Major advantages and limitations of noninvasive periportal fibrosis markers in Schistosomiasis mansoni infected patients
|
PFF markers
|
Advantages
|
Limitations
|
| Direct markers | ||
| PICP | Elevated levels in patients not treated yet with praziquantel and related to the stage of fibrosis and necroinflammation | Not reliable for establishing fibrosis grade |
| P3NP | Use for complicated patients who developed hypertension and with more severe liver diseases | Low sensitivity in mild cases |
| Serum type VI collagen | Correlated with liver fibrosis, splenomegaly, portal vein dilatation and the presence of portosystemic collaterals | Low sensitivity |
| Hyaluronic acid | Marker for the initial phase of liver fibrosis and it is able to assess the severity of liver disease | High levels in different etiologies of liver disease, barely accessible |
| Indirect markers | ||
| APRI | Low cost, good sensitivity, high diagnostic accuracy for cirrhosis | Interference of hepatic comorbidities |
| Blood platelet count | Low cost and sensitive marker. It is a marker of portal hypertension and inversely correlated with advanced PPF and the diameter of the spleen | Interference of coagulopathies, some drugs and other live disorders |
| GGT | Low cost.

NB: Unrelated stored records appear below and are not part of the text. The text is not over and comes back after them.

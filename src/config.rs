use color_eyre::{eyre::eyre, Result};
use serde::Deserialize;
use std::collections::BTreeSet;
use std::path::{Path, PathBuf};
use url::Url;

/// Shell assets the site needs to render offline. Local files only.
const DEFAULT_MANIFEST: &[&str] = &["/", "/index.html", "/styles.css", "/script.js", "/404.html"];

const DEFAULT_ASSET_EXTENSIONS: &[&str] = &["css", "js", "png", "jpg", "jpeg", "svg", "webp"];

#[derive(Debug, Clone, Deserialize)]
#[serde(default)]
pub struct Config {
  /// Origin the cached site is served from (e.g. "https://example.com")
  pub origin: String,
  /// Version tag embedded in partition names ("v1" -> static-v1, runtime-v1)
  pub version: String,
  /// URLs that must be in the static partition after install
  pub manifest: Vec<String>,
  /// Page served to offline navigations with no stored copy
  pub offline_page: String,
  /// Path extensions served cache-first
  #[serde(deserialize_with = "deserialize_lowercase_list")]
  pub asset_extensions: Vec<String>,
  /// Cross-origin hosts whose assets are treated like same-origin assets
  #[serde(deserialize_with = "deserialize_lowercase_list")]
  pub allowed_hosts: Vec<String>,
  /// Background-sync tags the worker answers
  pub sync_tags: Vec<String>,
  pub notification: NotificationConfig,
  pub network: NetworkConfig,
  /// Cache database location (default: $XDG_DATA_HOME/shellcache/cache.db)
  pub cache_path: Option<PathBuf>,
}

#[derive(Debug, Clone, Deserialize)]
#[serde(default)]
pub struct NotificationConfig {
  pub icon: String,
  pub badge: Option<String>,
}

#[derive(Debug, Clone, Deserialize)]
#[serde(default)]
pub struct NetworkConfig {
  pub user_agent: String,
  /// Per-request timeout; unset means the cache imposes none
  pub timeout_secs: Option<u64>,
}

impl Default for Config {
  fn default() -> Self {
    Self {
      origin: "http://localhost:8080".to_string(),
      version: "v1".to_string(),
      manifest: DEFAULT_MANIFEST.iter().map(|s| s.to_string()).collect(),
      offline_page: "/404.html".to_string(),
      asset_extensions: DEFAULT_ASSET_EXTENSIONS
        .iter()
        .map(|s| s.to_string())
        .collect(),
      allowed_hosts: Vec::new(),
      sync_tags: vec!["contact-form".to_string()],
      notification: NotificationConfig::default(),
      network: NetworkConfig::default(),
      cache_path: None,
    }
  }
}

impl Default for NotificationConfig {
  fn default() -> Self {
    Self {
      icon: "/images/logo.png".to_string(),
      badge: None,
    }
  }
}

impl Default for NetworkConfig {
  fn default() -> Self {
    Self {
      user_agent: concat!("shellcache/", env!("CARGO_PKG_VERSION")).to_string(),
      timeout_secs: None,
    }
  }
}

fn deserialize_lowercase_list<'de, D>(deserializer: D) -> Result<Vec<String>, D::Error>
where
  D: serde::Deserializer<'de>,
{
  let v: Vec<String> = Vec::deserialize(deserializer)?;
  Ok(
    v.into_iter()
      .map(|s| s.trim_start_matches('.').to_lowercase())
      .collect(),
  )
}

impl Config {
  /// Load configuration from file.
  ///
  /// Search order:
  /// 1. Explicit path if provided
  /// 2. ./shellcache.yaml (current directory)
  /// 3. $XDG_CONFIG_HOME/shellcache/config.yaml
  ///
  /// With no file found, the built-in defaults are used.
  pub fn load(explicit_path: Option<&Path>) -> Result<Self> {
    let path = if let Some(p) = explicit_path {
      if p.exists() {
        Some(p.to_path_buf())
      } else {
        return Err(eyre!("Config file not found: {}", p.display()));
      }
    } else {
      Self::find_config_file()
    };

    let config = match path {
      Some(p) => Self::load_from_path(&p)?,
      None => Self::default(),
    };

    config.validate()?;
    Ok(config)
  }

  fn find_config_file() -> Option<PathBuf> {
    // Check current directory
    let local = PathBuf::from("shellcache.yaml");
    if local.exists() {
      return Some(local);
    }

    // Check XDG config directory
    if let Some(config_dir) = dirs::config_dir() {
      let xdg_path = config_dir.join("shellcache").join("config.yaml");
      if xdg_path.exists() {
        return Some(xdg_path);
      }
    }

    None
  }

  fn load_from_path(path: &Path) -> Result<Self> {
    let contents = std::fs::read_to_string(path)
      .map_err(|e| eyre!("Failed to read config file {}: {}", path.display(), e))?;

    Self::from_yaml(&contents)
      .map_err(|e| eyre!("Failed to parse config file {}: {}", path.display(), e))
  }

  fn from_yaml(contents: &str) -> Result<Self> {
    serde_yaml::from_str(contents).map_err(|e| eyre!("{}", e))
  }

  /// Check the settings the worker cannot run without.
  pub fn validate(&self) -> Result<()> {
    let origin = self.origin_url()?;

    if self.version.trim().is_empty() {
      return Err(eyre!("version must not be empty"));
    }
    if self.version.contains(char::is_whitespace) {
      return Err(eyre!("version '{}' must not contain whitespace", self.version));
    }

    let mut seen = BTreeSet::new();
    for entry in &self.manifest {
      let url = origin
        .join(entry)
        .map_err(|e| eyre!("Invalid manifest entry '{}': {}", entry, e))?;
      if !seen.insert(url.to_string()) {
        return Err(eyre!("Duplicate manifest entry '{}'", entry));
      }
    }

    let offline = origin
      .join(&self.offline_page)
      .map_err(|e| eyre!("Invalid offline page '{}': {}", self.offline_page, e))?;
    if !seen.contains(offline.as_str()) {
      return Err(eyre!(
        "Offline page '{}' must be listed in the manifest",
        self.offline_page
      ));
    }

    Ok(())
  }

  /// The configured origin as an absolute http(s) URL.
  pub fn origin_url(&self) -> Result<Url> {
    let url =
      Url::parse(&self.origin).map_err(|e| eyre!("Invalid origin '{}': {}", self.origin, e))?;
    if !matches!(url.scheme(), "http" | "https") {
      return Err(eyre!("Origin '{}' must be http or https", self.origin));
    }
    Ok(url)
  }

  /// Resolved cache database path.
  pub fn cache_path(&self) -> Result<PathBuf> {
    if let Some(path) = &self.cache_path {
      return Ok(path.clone());
    }

    let data_dir = dirs::data_dir()
      .or_else(|| dirs::home_dir().map(|p| p.join(".local/share")))
      .ok_or_else(|| eyre!("Could not determine data directory"))?;

    Ok(data_dir.join("shellcache").join("cache.db"))
  }
}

Correlated with more advanced PPF, faster fibrosis progression rate and indicates intrahepatic alterations | Interference of hepatobiliary alterations |
| Coutinho Index | Simplicity of calculation and low cost | Requires more tests for use in mild and moderate fibrosis |
HA: Hyaluronic acid; PICP: Procollagen type I carboxy-terminal peptide; P3NP: Procollagen type III amino-terminal peptide; PPF: Periportal fibrosis; APRI: Aspartate aminotransferase to platelet ratio index; GGT: Gamma glutamyl transferase.